Um paciente da Unimed Brasília Cooperativa de Trabalho Médico vai receber indenização de R$ 8.500 reais da instituição de saúde por danos materiais. O autor da ação afirma que sua moto estacionada no local reservado do centro clínico foi furtada durante um atendimento de emergência. A decisão é do juiz da 19ª Vara Cível de Brasília e cabe recurso.

O autor relata que deixou a moto no estacionamento destinado aos usuários da Unimed e seguiu para o pronto atendimento para tratar de uma contusão no pé esquerdo. Após retornar e não encontrar o veículo estacionado seguiu imediatamente para uma delegacia da Polícia Civil a fim de registrar uma ocorrência.
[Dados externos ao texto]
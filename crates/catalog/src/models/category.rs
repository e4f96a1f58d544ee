//! Category domain types.
//!
//! Categories form a forest: every category holds its parent reference plus
//! a denormalized `ancestors` list (root to immediate parent) and its tree
//! depth (`level`, root = 0). The denormalized fields are maintained by the
//! category repository through [`crate::hierarchy`].

use chrono::{DateTime, Utc};
use serde::{Deserialize, Serialize};

use orchard_core::{CategoryId, Slug};

use crate::validate::{Validate, ValidationErrors, check_opt_str_max, check_str_len};

/// SEO metadata embedded in a category.
#[derive(Debug, Clone, Default, PartialEq, Eq, Serialize, Deserialize)]
pub struct CategoryMetadata {
    /// Page title override.
    #[serde(default)]
    pub title: Option<String>,
    /// Meta description.
    #[serde(default)]
    pub meta_description: Option<String>,
    /// Search keywords.
    #[serde(default)]
    pub keywords: Vec<String>,
}

/// A named node in the category tree.
#[derive(Debug, Clone, Serialize, Deserialize)]
pub struct Category {
    /// Unique category ID.
    pub id: CategoryId,
    /// Display name.
    pub name: String,
    /// Unique URL slug.
    pub slug: Slug,
    /// Longer description.
    pub description: Option<String>,
    /// Immediate parent, if any.
    pub parent_id: Option<CategoryId>,
    /// All strict ancestors, ordered root first, immediate parent last.
    pub ancestors: Vec<CategoryId>,
    /// Tree depth; a root category is level 0.
    pub level: i32,
    /// Image URL.
    pub image: Option<String>,
    /// SEO metadata.
    pub metadata: CategoryMetadata,
    /// Sort position among siblings.
    pub display_order: i32,
    /// Whether the category is visible.
    pub is_active: bool,
    /// When the category was created.
    pub created_at: DateTime<Utc>,
    /// When the category was last updated.
    pub updated_at: DateTime<Utc>,
}

impl Category {
    /// Whether this category sits at the root of the tree.
    #[must_use]
    pub const fn is_root(&self) -> bool {
        self.parent_id.is_none()
    }
}

/// Input for creating a category. Ancestry is computed at insert time.
#[derive(Debug, Clone)]
pub struct NewCategory {
    pub name: String,
    pub slug: Slug,
    pub description: Option<String>,
    pub parent_id: Option<CategoryId>,
    pub image: Option<String>,
    pub metadata: CategoryMetadata,
    pub display_order: i32,
    pub is_active: bool,
}

impl NewCategory {
    /// Create input with defaults, deriving the slug from the name.
    #[must_use]
    pub fn new(name: impl Into<String>) -> Self {
        let name = name.into();
        let slug = Slug::from_name(&name);
        Self {
            name,
            slug,
            description: None,
            parent_id: None,
            image: None,
            metadata: CategoryMetadata::default(),
            display_order: 0,
            is_active: true,
        }
    }

    /// Place this category under a parent.
    #[must_use]
    pub fn under(mut self, parent_id: CategoryId) -> Self {
        self.parent_id = Some(parent_id);
        self
    }
}

impl Validate for NewCategory {
    fn validate(&self) -> Result<(), ValidationErrors> {
        let mut errors = ValidationErrors::new();
        check_str_len(&mut errors, "name", &self.name, 2, 100);
        check_opt_str_max(&mut errors, "description", self.description.as_deref(), 1000);
        errors.into_result()
    }
}

/// Fields updatable without touching tree placement.
///
/// Saves built from this type never recompute `ancestors`/`level`; moving a
/// category is a separate repository operation.
#[derive(Debug, Clone, Default)]
pub struct UpdateCategory {
    pub name: Option<String>,
    pub description: Option<String>,
    pub image: Option<String>,
    pub metadata: Option<CategoryMetadata>,
    pub display_order: Option<i32>,
    pub is_active: Option<bool>,
}

impl Validate for UpdateCategory {
    fn validate(&self) -> Result<(), ValidationErrors> {
        let mut errors = ValidationErrors::new();
        if let Some(name) = self.name.as_deref() {
            check_str_len(&mut errors, "name", name, 2, 100);
        }
        check_opt_str_max(&mut errors, "description", self.description.as_deref(), 1000);
        errors.into_result()
    }
}

#[cfg(test)]
#[allow(clippy::unwrap_used)]
mod tests {
    use super::*;

    #[test]
    fn test_new_derives_slug() {
        let new = NewCategory::new("Garden Tools");
        assert_eq!(new.slug.as_str(), "garden-tools");
        assert!(new.is_active);
        assert!(new.parent_id.is_none());
    }

    #[test]
    fn test_validate_name_length() {
        let new = NewCategory::new("G");
        let err = new.validate().unwrap_err();
        assert_eq!(err.errors()[0].field, "name");
    }

    #[test]
    fn test_validate_description_cap() {
        let mut new = NewCategory::new("Garden Tools");
        new.description = Some("d".repeat(1001));
        let err = new.validate().unwrap_err();
        assert_eq!(err.errors()[0].field, "description");
    }

    #[test]
    fn test_validate_ok() {
        assert!(NewCategory::new("Garden Tools").validate().is_ok());
    }
}
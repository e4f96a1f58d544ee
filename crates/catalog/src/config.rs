//! Catalog configuration loaded from environment variables.
//!
//! # Environment Variables
//!
//! ## Required
//! - `CATALOG_DATABASE_URL` - `PostgreSQL` connection string
//!   (falls back to the generic `DATABASE_URL`)
//!
//! ## Optional
//! - `CATALOG_MAX_CONNECTIONS` - Pool size cap (default: 10)

use secrecy::SecretString;
use thiserror::Error;

/// Configuration errors that can occur during loading.
#[derive(Debug, Error)]
pub enum ConfigError {
    #[error("Missing environment variable: {0}")]
    MissingEnvVar(String),
    #[error("Invalid environment variable {0}: {1}")]
    InvalidEnvVar(String, String),
}

/// Catalog data-layer configuration.
#[derive(Debug, Clone)]
pub struct CatalogConfig {
    /// `PostgreSQL` database connection URL (contains password)
    pub database_url: SecretString,
    /// Maximum pool connections
    pub max_connections: u32,
}

impl CatalogConfig {
    /// Load configuration from environment variables.
    ///
    /// Calls `dotenvy::dotenv()` to load from `.env` file if present.
    ///
    /// # Errors
    ///
    /// Returns `ConfigError` if required variables are missing or invalid.
    pub fn from_env() -> Result<Self, ConfigError> {
        // Load .env file if present (ignore errors if not found)
        let _ = dotenvy::dotenv();

        let database_url = get_database_url("CATALOG_DATABASE_URL")?;
        let max_connections = get_env_or_default("CATALOG_MAX_CONNECTIONS", "10")
            .parse::<u32>()
            .map_err(|e| {
                ConfigError::InvalidEnvVar("CATALOG_MAX_CONNECTIONS".to_owned(), e.to_string())
            })?;

        Ok(Self {
            database_url,
            max_connections,
        })
    }
}

/// Get database URL with fallback to generic `DATABASE_URL`.
fn get_database_url(primary_key: &str) -> Result<SecretString, ConfigError> {
    if let Ok(value) = std::env::var(primary_key) {
        return Ok(SecretString::from(value));
    }
    if let Ok(value) = std::env::var("DATABASE_URL") {
        return Ok(SecretString::from(value));
    }
    Err(ConfigError::MissingEnvVar(primary_key.to_owned()))
}

/// Get an environment variable with a default value.
fn get_env_or_default(key: &str, default: &str) -> String {
    std::env::var(key).unwrap_or_else(|_| default.to_owned())
}
//! Explicit persistence lifecycle hooks.
//!
//! The repositories invoke these named functions at defined points (before
//! insert, before update). Each hook that fires conditionally takes its
//! trigger condition as an explicit parameter; nothing here runs implicitly.

use orchard_core::OrderId;
use tracing::warn;

use crate::credential::{self, CredentialError};
use crate::hierarchy::{Ancestry, ParentRef, resolve_ancestry};

/// Recompute a category's denormalized placement before a save.
///
/// Runs only when `parent_changed` is true; a save that does not touch
/// `parent_id` must leave `ancestors`/`level` exactly as they were. A
/// dangling parent reference is logged and leaves the placement unchanged:
/// the save itself still proceeds.
pub fn category_before_save(
    placement: &mut Ancestry,
    parent_changed: bool,
    parent: ParentRef<'_>,
) {
    if !parent_changed {
        return;
    }

    match resolve_ancestry(parent) {
        Some(resolved) => *placement = resolved,
        None => {
            if let ParentRef::Dangling(parent_id) = parent {
                warn!(%parent_id, "category parent does not resolve; keeping existing ancestry");
            }
        }
    }
}

/// Hash the credential before a user save, only when it changed.
///
/// `credential` holds plaintext when `password_changed` is true and the
/// stored digest otherwise; re-saving a record without touching the
/// credential never re-hashes. An already-hashed value is refused rather
/// than hashed twice.
///
/// # Errors
///
/// Returns `CredentialError::WeakPassword` for a too-short password and
/// `CredentialError::Hash` if the hasher fails.
pub fn user_before_save(
    credential: &mut String,
    password_changed: bool,
) -> Result<(), CredentialError> {
    if !password_changed {
        return Ok(());
    }

    if credential::is_hashed(credential) {
        return Ok(());
    }

    credential::validate_password(credential)?;
    *credential = credential::hash_password(credential)?;
    Ok(())
}

/// Derive a review's `verified` flag before a save.
///
/// Forces `verified` to true when the review carries an order linkage and is
/// not already verified; never clears an existing true. Monotonic.
pub fn review_before_save(order_id: Option<OrderId>, verified: &mut bool) {
    if order_id.is_some() && !*verified {
        *verified = true;
    }
}

#[cfg(test)]
#[allow(clippy::unwrap_used)]
mod tests {
    use super::*;
    use chrono::Utc;
    use orchard_core::{CategoryId, Slug};

    use crate::credential::verify_password;
    use crate::models::{Category, CategoryMetadata};

    fn parent_category() -> Category {
        Category {
            id: CategoryId::new(7),
            name: "Outdoor".to_owned(),
            slug: Slug::from_name("Outdoor"),
            description: None,
            parent_id: None,
            ancestors: vec![CategoryId::new(3)],
            level: 1,
            image: None,
            metadata: CategoryMetadata::default(),
            display_order: 0,
            is_active: true,
            created_at: Utc::now(),
            updated_at: Utc::now(),
        }
    }

    #[test]
    fn test_category_hook_skips_when_parent_unchanged() {
        let mut placement = Ancestry {
            ancestors: vec![CategoryId::new(99)],
            level: 1,
        };
        let parent = parent_category();
        category_before_save(&mut placement, false, ParentRef::Found(&parent));
        assert_eq!(placement.ancestors, vec![CategoryId::new(99)]);
        assert_eq!(placement.level, 1);
    }

    #[test]
    fn test_category_hook_applies_parent() {
        let mut placement = Ancestry::root();
        let parent = parent_category();
        category_before_save(&mut placement, true, ParentRef::Found(&parent));
        assert_eq!(
            placement.ancestors,
            vec![CategoryId::new(3), CategoryId::new(7)]
        );
        assert_eq!(placement.level, 2);
    }

    #[test]
    fn test_category_hook_resets_to_root() {
        let mut placement = Ancestry {
            ancestors: vec![CategoryId::new(3), CategoryId::new(7)],
            level: 2,
        };
        category_before_save(&mut placement, true, ParentRef::Root);
        assert_eq!(placement, Ancestry::root());
    }

    #[test]
    fn test_category_hook_dangling_parent_is_a_noop() {
        let original = Ancestry {
            ancestors: vec![CategoryId::new(3)],
            level: 1,
        };
        let mut placement = original.clone();
        category_before_save(&mut placement, true, ParentRef::Dangling(CategoryId::new(404)));
        assert_eq!(placement, original);
    }

    #[test]
    fn test_user_hook_hashes_on_change() {
        let mut credential = "orchard-rocks".to_owned();
        user_before_save(&mut credential, true).unwrap();
        assert_ne!(credential, "orchard-rocks");
        assert!(verify_password("orchard-rocks", &credential).unwrap());
    }

    #[test]
    fn test_user_hook_is_idempotent_on_noop_saves() {
        let mut credential = "orchard-rocks".to_owned();
        user_before_save(&mut credential, true).unwrap();
        let digest = credential.clone();

        // Save again without touching the credential.
        user_before_save(&mut credential, false).unwrap();
        assert_eq!(credential, digest);

        // Even a save that claims a change must not double-hash a digest.
        user_before_save(&mut credential, true).unwrap();
        assert_eq!(credential, digest);
    }

    #[test]
    fn test_user_hook_rejects_weak_password() {
        let mut credential = "short".to_owned();
        assert!(matches!(
            user_before_save(&mut credential, true),
            Err(CredentialError::WeakPassword(_))
        ));
        assert_eq!(credential, "short");
    }

    #[test]
    fn test_review_hook_sets_verified_with_linkage() {
        let mut verified = false;
        review_before_save(Some(OrderId::new(1)), &mut verified);
        assert!(verified);
    }

    #[test]
    fn test_review_hook_never_clears_verified() {
        let mut verified = true;
        review_before_save(None, &mut verified);
        assert!(verified);
    }

    #[test]
    fn test_review_hook_without_linkage_stays_unverified() {
        let mut verified = false;
        review_before_save(None, &mut verified);
        assert!(!verified);
    }
}
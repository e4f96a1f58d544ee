//! Category ancestor/level maintenance.
//!
//! Every category denormalizes its ancestry: `ancestors` is exactly the
//! parent's `ancestors` with the parent's own ID appended, and `level` is
//! the parent's level plus one (0 for a root). The category repository
//! recomputes these fields whenever a category is created or re-parented;
//! saves that leave `parent_id` untouched never recompute them.
//!
//! No cycle detection is performed; callers must keep the reference graph a
//! forest. A parent chain containing a cycle would not terminate if walked.

use orchard_core::CategoryId;

use crate::models::Category;

/// The denormalized placement of a category within the tree.
#[derive(Debug, Clone, Default, PartialEq, Eq)]
pub struct Ancestry {
    /// All strict ancestors, root first, immediate parent last.
    pub ancestors: Vec<CategoryId>,
    /// Tree depth; root = 0.
    pub level: i32,
}

impl Ancestry {
    /// Placement of a root category.
    #[must_use]
    pub const fn root() -> Self {
        Self {
            ancestors: Vec::new(),
            level: 0,
        }
    }
}

/// The resolved parent of a category being saved.
#[derive(Debug, Clone, Copy)]
pub enum ParentRef<'a> {
    /// No parent: the category is a root.
    Root,
    /// The parent record was found.
    Found(&'a Category),
    /// `parent_id` was set but does not resolve to an existing record.
    Dangling(CategoryId),
}

/// Compute the placement implied by a resolved parent.
///
/// Returns `None` for a dangling parent reference: the save proceeds with
/// the placement it already had. The dangling case is logged by
/// [`crate::lifecycle::category_before_save`].
#[must_use]
pub fn resolve_ancestry(parent: ParentRef<'_>) -> Option<Ancestry> {
    match parent {
        ParentRef::Root => Some(Ancestry::root()),
        ParentRef::Found(parent) => {
            let mut ancestors = Vec::with_capacity(parent.ancestors.len() + 1);
            ancestors.extend_from_slice(&parent.ancestors);
            ancestors.push(parent.id);
            Some(Ancestry {
                ancestors,
                level: parent.level + 1,
            })
        }
        ParentRef::Dangling(_) => None,
    }
}

#[cfg(test)]
#[allow(clippy::unwrap_used)]
mod tests {
    use super::*;
    use chrono::Utc;
    use orchard_core::Slug;

    use crate::models::CategoryMetadata;

    fn category(id: i64, ancestors: &[i64], level: i32) -> Category {
        Category {
            id: CategoryId::new(id),
            name: format!("Category {id}"),
            slug: Slug::from_name(&format!("Category {id}")),
            description: None,
            parent_id: ancestors.last().map(|&p| CategoryId::new(p)),
            ancestors: ancestors.iter().map(|&a| CategoryId::new(a)).collect(),
            level,
            image: None,
            metadata: CategoryMetadata::default(),
            display_order: 0,
            is_active: true,
            created_at: Utc::now(),
            updated_at: Utc::now(),
        }
    }

    #[test]
    fn test_root_placement() {
        let placement = resolve_ancestry(ParentRef::Root).unwrap();
        assert!(placement.ancestors.is_empty());
        assert_eq!(placement.level, 0);
    }

    #[test]
    fn test_child_of_root() {
        let root = category(1, &[], 0);
        let placement = resolve_ancestry(ParentRef::Found(&root)).unwrap();
        assert_eq!(placement.ancestors, vec![CategoryId::new(1)]);
        assert_eq!(placement.level, 1);
    }

    #[test]
    fn test_ancestors_are_parents_plus_parent_id() {
        // grandparent(1) -> parent(2) -> child
        let parent = category(2, &[1], 1);
        let placement = resolve_ancestry(ParentRef::Found(&parent)).unwrap();
        assert_eq!(
            placement.ancestors,
            vec![CategoryId::new(1), CategoryId::new(2)]
        );
        assert_eq!(placement.level, parent.level + 1);
    }

    #[test]
    fn test_deep_chain_invariant() {
        let mut parent = category(1, &[], 0);
        for id in 2..=6 {
            let placement = resolve_ancestry(ParentRef::Found(&parent)).unwrap();
            assert_eq!(placement.level, parent.level + 1);
            assert_eq!(
                placement.ancestors.last().copied(),
                Some(parent.id),
                "immediate parent is the last ancestor"
            );

            let ancestor_ids: Vec<i64> =
                placement.ancestors.iter().map(|a| a.as_i64()).collect();
            parent = category(id, &ancestor_ids, placement.level);
        }
        assert_eq!(parent.level, 5);
        assert_eq!(parent.ancestors.len(), 5);
    }

    #[test]
    fn test_dangling_parent_yields_no_placement() {
        assert!(resolve_ancestry(ParentRef::Dangling(CategoryId::new(404))).is_none());
    }
}
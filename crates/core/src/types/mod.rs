//! Core types for Orchard.
//!
//! This module provides type-safe wrappers for common domain concepts.

pub mod email;
pub mod id;
pub mod order_number;
pub mod phone;
pub mod price;
pub mod slug;
pub mod status;

pub use email::{Email, EmailError};
pub use id::*;
pub use order_number::{OrderNumber, OrderNumberError};
pub use phone::{PhoneNumber, PhoneNumberError};
pub use price::{CurrencyCode, ListPrice};
pub use slug::{Slug, SlugError};
pub use status::*;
Afirma que, mesmo não havendo tíquetes de estacionamento para motos, o local possuía vagas demarcadas e pessoal destinado para segurança.

A Unimed Brasília contestou a acusação sustentando que o serviço de estacionamento prestado aos clientes é terceirizado pela empresa Auto Park Estacionamento Rotativo Ltda. No mérito afirma que a Auto Park disponibiliza o serviço aos usuários dos hospitais e estabelecimentos que se situam no Setor Hospitalar Sul. Alega que o estacionamento não possui qualquer placa, referência ou alusão ao Hospital Unimed.

O juiz destaca que o furto está evidenciado na ação e que a Unimed contestou apenas a tese de que o crime não teria sido provado ou ocorrido no interior de suas dependências físicas. Para o julgador, o entendimento é feito nos termos do enunciado da Súmula 130 do STJ: “a empresa responde, perante o cliente, pela reparação de dano ou furto de veículo ocorrido em seu estacionamento.”

Ao decidir, o juiz relatou a passagem do Código de Proteção e Defesa do Consumidor que diz: O serviço é defeituoso quando não fornece a segurança que o consumidor dele pode esperar, levando-se em consideração circunstâncias relevantes como o modo de fornecimento, o resultado e os riscos que razoavelmente dele se esperam e a época em que é fornecido.